Exploring probability distributions through animations in Julia

Visualising what different probability distributions look like under different parameters can be helpful when picking a likelihood function for you Bayesian analysis. I present some animations generated with Julia using Distributions.jl
julia
distribution
animation
statistics
probability
Author
Published

Monday, October 4, 2021

In the last couple of years I went down the rabbit hole of Bayesian statistics. Although I’ve made considerable progress, as compared to where I started, I still (and will) struggle understand some basic concepts beyond some shallow, abstract idea about what they mean. One of the first challenges I encountered in my first steps was becoming aware of how many probability distributions there are, and the fact that one should pick one should carefully chose which one to use when trying to estimate some parameter.

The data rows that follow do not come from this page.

//! Library interface for the conflux command-line tool

use std::path::{Path, PathBuf};

use anyhow::{Context, Result};
use conflux_checker::{SymbolFile, SymbolImporter};
use conflux_loader::{PackageInfo, Program};
use serde::Serialize;
use tracing::{debug, info};

/// Serializable view of a loaded program
#[derive(Debug, Serialize)]
pub struct ProgramSummary {
    /// Initial packages, created ones first
    pub initial: Vec<PackageSummary>,
    /// Every package in dependency order
    pub packages: Vec<PackageSummary>,
}

#[derive(Debug, Serialize)]
pub struct PackageSummary {
    pub path: String,
    pub name: String,
    pub importable: bool,
    /// False for packages known only through symbol data
    pub from_source: bool,
    pub files: Vec<String>,
    pub imports: Vec<String>,
    pub exports: Vec<String>,
}

impl PackageSummary {
    pub fn new(info: &PackageInfo) -> Self {
        let mut exports: Vec<String> = info
            .pkg
            .scope()
            .objects()
            .filter(|obj| obj.is_exported())
            .map(|obj| obj.name.clone())
            .collect();
        exports.sort();

        Self {
            path: info.path().to_string(),
            name: info.name().to_string(),
            importable: info.importable,
            from_source: !info.files.is_empty(),
            files: info.files.iter().map(|f| f.name.clone()).collect(),
            imports: info
                .pkg
                .imports()
                .iter()
                .map(|dep| dep.path().to_string())
                .collect(),
            exports,
        }
    }
}

impl ProgramSummary {
    pub fn new(program: &Program) -> Self {
        Self {
            initial: program
                .initial_packages()
                .into_iter()
                .map(|info| PackageSummary::new(info))
                .collect(),
            packages: program
                .dependency_order()
                .iter()
                .map(|info| PackageSummary::new(info))
                .collect(),
        }
    }
}

/// Write symbol data for every importable package loaded from source,
/// laid out as `<out>/<import path>.cfxsym`. Returns the written files.
pub fn export_symbols(program: &Program, out: &Path) -> Result<Vec<PathBuf>> {
    let layout = SymbolImporter::new(out);
    let mut written = Vec::new();
    for info in program.dependency_order() {
        if !info.importable || info.files.is_empty() {
            debug!("skipping {}: nothing to export", info.path());
            continue;
        }

        let target = layout
            .symbol_path(info.path())
            .with_context(|| format!("Refusing to export {}", info.path()))?;
        if let Some(parent) = target.parent() {
            std::fs::create_dir_all(parent)
                .with_context(|| format!("Failed to create {}", parent.display()))?;
        }
        SymbolFile::from_package(&info.pkg)
            .write(&target)
            .with_context(|| format!("Failed to export symbols for {}", info.path()))?;
        info!("exported {} to {}", info.path(), target.display());
        written.push(target);
    }
    Ok(written)
}
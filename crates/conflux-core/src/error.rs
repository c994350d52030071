use thiserror::Error;

use crate::fileset::Pos;

#[derive(Error, Debug, Clone, PartialEq, Eq)]
pub enum CoreError {
    #[error("Unknown type name: {0}")]
    UnknownType(String),

    #[error("Position {0:?} does not belong to any file in the set")]
    PositionOutOfRange(Pos),

    #[error("invalid import path {path:?}: {reason}")]
    InvalidImportPath { path: String, reason: &'static str },

    #[error("file set is full; cannot register {0}")]
    FileSetFull(String),
}
//! Import resolution and package construction
//!
//! The resolver lives for exactly one load. Each import path is resolved
//! at most once: a `Pending` record is stored before any work starts, so a
//! request that re-enters through the checker's import callback observes
//! it and reports a cycle instead of recursing forever.

use std::collections::HashMap;
use std::sync::Arc;

use conflux_checker::{ImportError, Importer, TypeError};
use conflux_core::ast::SourceFile;
use conflux_core::{ImportMap, PackageRef, TypeInfo};
use tracing::{debug, instrument, trace};

use crate::config::Config;
use crate::context::FileSelection;
use crate::error::LoadError;
use crate::program::PackageInfo;

/// Resolution record for one import path
#[derive(Debug)]
pub(crate) enum ImportState {
    Pending,
    Resolved(Arc<PackageInfo>),
    Failed(ImportError),
}

pub(crate) struct Resolver<'a> {
    conf: &'a Config,
    records: HashMap<String, ImportState>,
    pub(crate) import_map: ImportMap,
    pub(crate) all_packages: HashMap<PackageRef, Arc<PackageInfo>>,
    /// First structural failure; once set, nothing new is resolved
    fatal: Option<LoadError>,
}

impl<'a> Resolver<'a> {
    pub(crate) fn new(conf: &'a Config) -> Self {
        Self {
            conf,
            records: HashMap::new(),
            import_map: conf.import_map.clone(),
            all_packages: HashMap::new(),
            fatal: None,
        }
    }

    pub(crate) fn take_fatal(&mut self) -> Option<LoadError> {
        self.fatal.take()
    }

    /// Return the package for `path`, constructing it on first request
    #[instrument(level = "debug", skip(self))]
    pub(crate) fn resolve(&mut self, path: &str) -> Result<Arc<PackageInfo>, ImportError> {
        if self.fatal.is_some() {
            return Err(ImportError::Aborted(path.to_string()));
        }
        match self.records.get(path) {
            Some(ImportState::Resolved(info)) => {
                trace!("cache hit for {}", path);
                return Ok(info.clone());
            }
            Some(ImportState::Failed(err)) => return Err(err.clone()),
            Some(ImportState::Pending) => {
                debug!("{} is already being constructed", path);
                return Err(ImportError::Cycle(path.to_string()));
            }
            None => {}
        }
        self.records.insert(path.to_string(), ImportState::Pending);

        let from_source = self.conf.import_pkgs.contains_key(path) || self.conf.source_imports;
        let result = if from_source {
            self.load_from_source(path)
        } else {
            self.load_from_binary(path)
        };

        let state = match &result {
            Ok(info) => ImportState::Resolved(info.clone()),
            Err(err) => ImportState::Failed(err.clone()),
        };
        self.records.insert(path.to_string(), state);
        result
    }

    fn load_from_source(&mut self, path: &str) -> Result<Arc<PackageInfo>, ImportError> {
        let augment = self.conf.import_pkgs.get(path).copied().unwrap_or(false);
        let selection = if augment {
            FileSelection::ProductionAndTests
        } else {
            FileSelection::Production
        };
        debug!("loading {} from source ({:?})", path, selection);

        let files = match self.conf.parse_package_files(path, selection) {
            Ok(files) => files,
            Err(err) => {
                let reason = err.to_string();
                if self.fatal.is_none() {
                    self.fatal = Some(err);
                }
                return Err(ImportError::Source {
                    path: path.to_string(),
                    reason,
                });
            }
        };

        let info = Arc::new(self.create_package(path, files, true));
        self.import_map.insert(path.to_string(), info.pkg.clone());
        self.all_packages.insert(info.pkg.clone(), info.clone());
        Ok(info)
    }

    fn load_from_binary(&mut self, path: &str) -> Result<Arc<PackageInfo>, ImportError> {
        debug!("loading {} from symbol data", path);
        let pkg = self
            .conf
            .binary_importer
            .import_package(&mut self.import_map, path)?;
        let info = Arc::new(PackageInfo::from_handle(pkg.clone()));
        self.all_packages.insert(pkg, info.clone());
        Ok(info)
    }

    /// Type check `files` as the package `path`. Never fails: diagnostics
    /// are forwarded to the error sink and the first one is kept.
    pub(crate) fn create_package(
        &mut self,
        path: &str,
        files: Vec<SourceFile>,
        importable: bool,
    ) -> PackageInfo {
        let conf = self.conf;
        let mut opts = conf.check_options.clone();
        opts.ignore_func_bodies = !conf.checks_func_bodies(path);

        let sink = opts.error_sink.take();
        let unit = path.to_string();
        opts.error_sink = Some(Arc::new(move |err: &TypeError| {
            debug!("{}: {}", unit, err);
            match &sink {
                Some(sink) => sink(err),
                None => eprintln!("{}", err),
            }
        }));

        let mut info = TypeInfo::new();
        let (pkg, error) = conf
            .type_checker
            .check(&opts, path, &conf.fset, &files, &mut info, self);
        debug!(
            "constructed {} ({} files{})",
            path,
            files.len(),
            if error.is_some() { ", with errors" } else { "" }
        );
        PackageInfo::from_source(pkg, files, info, importable, error)
    }
}

impl Importer for Resolver<'_> {
    fn import(&mut self, path: &str) -> Result<PackageRef, ImportError> {
        self.resolve(path).map(|info| info.pkg.clone())
    }
}

#[cfg(test)]
mod tests {
    use super::*;
    use conflux_test_fixtures::{FixtureType, TestFixtures};

    #[test]
    fn test_resolve_is_idempotent() {
        let fixtures = TestFixtures::with(FixtureType::LibAndSub);
        let conf = Config::new(fixtures.root()).with_source_imports(true);
        let mut resolver = Resolver::new(&conf);

        let first = resolver.resolve("lib/sub").unwrap();
        let second = resolver.resolve("lib/sub").unwrap();
        assert!(Arc::ptr_eq(&first, &second));

        // lib reaches sub through the import callback and gets the same handle
        let lib = resolver.resolve("lib").unwrap();
        assert!(PackageRef::ptr_eq(&lib.pkg.imports()[0], &first.pkg));
        assert_eq!(resolver.all_packages.len(), 2);
    }

    #[test]
    fn test_reentrant_request_reports_cycle() {
        let fixtures = TestFixtures::with(FixtureType::LibAndSub);
        let conf = Config::new(fixtures.root());
        let mut resolver = Resolver::new(&conf);
        resolver
            .records
            .insert("lib".to_string(), ImportState::Pending);

        assert_eq!(
            resolver.resolve("lib").unwrap_err(),
            ImportError::Cycle("lib".to_string())
        );
    }

    #[test]
    fn test_structural_failure_aborts_later_resolutions() {
        let fixtures = TestFixtures::with(FixtureType::LibAndSub);
        let conf = Config::new(fixtures.root()).with_source_imports(true);
        let mut resolver = Resolver::new(&conf);

        let err = resolver.resolve("missing").unwrap_err();
        assert!(matches!(err, ImportError::Source { ref path, .. } if path == "missing"));
        assert_eq!(
            resolver.resolve("lib").unwrap_err(),
            ImportError::Aborted("lib".to_string())
        );
        assert!(matches!(
            resolver.take_fatal(),
            Some(LoadError::Discovery { ref path, .. }) if path == "missing"
        ));
    }

    #[test]
    fn test_failed_binary_import_is_replayed() {
        let fixtures = TestFixtures::new();
        let conf = Config::new(fixtures.root());
        let mut resolver = Resolver::new(&conf);

        let first = resolver.resolve("nowhere").unwrap_err();
        assert!(matches!(first, ImportError::Binary { .. }));
        assert_eq!(resolver.resolve("nowhere").unwrap_err(), first);
        assert!(resolver.take_fatal().is_none());
    }
}
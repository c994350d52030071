//! Type checking for conflux packages
//!
//! The checker never resolves imports on its own. Every import it meets is
//! handed to an [`Importer`] supplied by the caller, which decides whether
//! the package comes from source or from symbol data and keeps the
//! canonical path-to-package mapping.

pub mod checker;
pub mod constant;
pub mod error;
pub mod symbols;

use std::fmt;
use std::sync::Arc;

use conflux_core::ast::SourceFile;
use conflux_core::{FileSet, PackageRef, TypeInfo};

pub use checker::Checker;
pub use error::{ImportError, SymbolError, TypeError};
pub use symbols::{BinaryImporter, SymbolFile, SymbolImporter, SYMBOL_EXT};

/// Receiver for every diagnostic, in the order they are found
pub type ErrorSink = Arc<dyn Fn(&TypeError) + Send + Sync>;

/// Import callback used by the checker
pub trait Importer {
    fn import(&mut self, path: &str) -> Result<PackageRef, ImportError>;
}

#[derive(Clone, Default)]
pub struct CheckOptions {
    /// Check declarations only, skipping function bodies
    pub ignore_func_bodies: bool,
    /// Called for each diagnostic; when unset only the first is kept
    pub error_sink: Option<ErrorSink>,
}

impl fmt::Debug for CheckOptions {
    fn fmt(&self, f: &mut fmt::Formatter<'_>) -> fmt::Result {
        f.debug_struct("CheckOptions")
            .field("ignore_func_bodies", &self.ignore_func_bodies)
            .field("error_sink", &self.error_sink.as_ref().map(|_| "<fn>"))
            .finish()
    }
}

/// Common trait for package type checkers
pub trait TypeChecker: Send + Sync {
    /// Check one package made of `files`, in the given order.
    ///
    /// Always returns a package handle, even when diagnostics were
    /// reported; the second element is the first diagnostic, if any.
    fn check(
        &self,
        opts: &CheckOptions,
        path: &str,
        fset: &FileSet,
        files: &[SourceFile],
        info: &mut TypeInfo,
        importer: &mut dyn Importer,
    ) -> (PackageRef, Option<TypeError>);
}
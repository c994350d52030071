use std::path::PathBuf;

use conflux_checker::ImportError;
use conflux_core::CoreError;
use conflux_parser::ParserError;
use thiserror::Error;

/// Failure locating the files of a package
#[derive(Error, Debug)]
pub enum DiscoveryError {
    #[error(transparent)]
    InvalidImportPath(CoreError),

    #[error("cannot find package {path:?} in {}", dir.display())]
    NotFound { path: String, dir: PathBuf },

    #[error("no source files in {}", dir.display())]
    NoSourceFiles { path: String, dir: PathBuf },

    #[error("found packages {first} and {second} in {}", dir.display())]
    MultiplePackages {
        dir: PathBuf,
        first: String,
        second: String,
    },

    #[error("failed to list {}: {message}", dir.display())]
    Walk { dir: PathBuf, message: String },

    #[error("failed to read {}: {source}", path.display())]
    Io {
        path: PathBuf,
        #[source]
        source: std::io::Error,
    },
}

#[derive(Error, Debug)]
pub enum LoadError {
    #[error("cannot load {path}: {source}")]
    Discovery {
        path: String,
        #[source]
        source: DiscoveryError,
    },

    #[error(transparent)]
    Parse(#[from] ParserError),

    #[error("failed to read {}: {source}", path.display())]
    Io {
        path: PathBuf,
        #[source]
        source: std::io::Error,
    },

    #[error("cannot import {path}: {source}")]
    Import {
        path: String,
        #[source]
        source: ImportError,
    },

    #[error("no initial packages were specified")]
    NoPackages,

    #[error("files of one package disagree on its name: {first} and {second}")]
    PackageNameMismatch { first: String, second: String },

    #[error("at most one package may be augmented with tests, found: {}", .0.join(", "))]
    MultipleAugmented(Vec<String>),

    #[error("couldn't load packages due to errors: {}", .0.join(", "))]
    TypeErrors(Vec<String>),
}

Ben Lambert’s excellent book A Student’s Guide to Bayesian Statistics offers a chart showing many of the most popular distributions, and how they relate to each other (pp. 145, see Figure 1 below for a similar chart). They then describe each distributions very plain terms, which is to be grateful for (many introductory books get lost in the details when describing likelihood distributions). However, when the moment arrives to pick a distribution in practice, I still struggle to see the risks and benefits of using each distribution. Will it adequately cover the sampling space of my parameter? Can I parameterise it so it allocates most of the probability around the regions I consider more likely? Am I actually able to interpret the values of the parameters of the distribution and map them to my research question?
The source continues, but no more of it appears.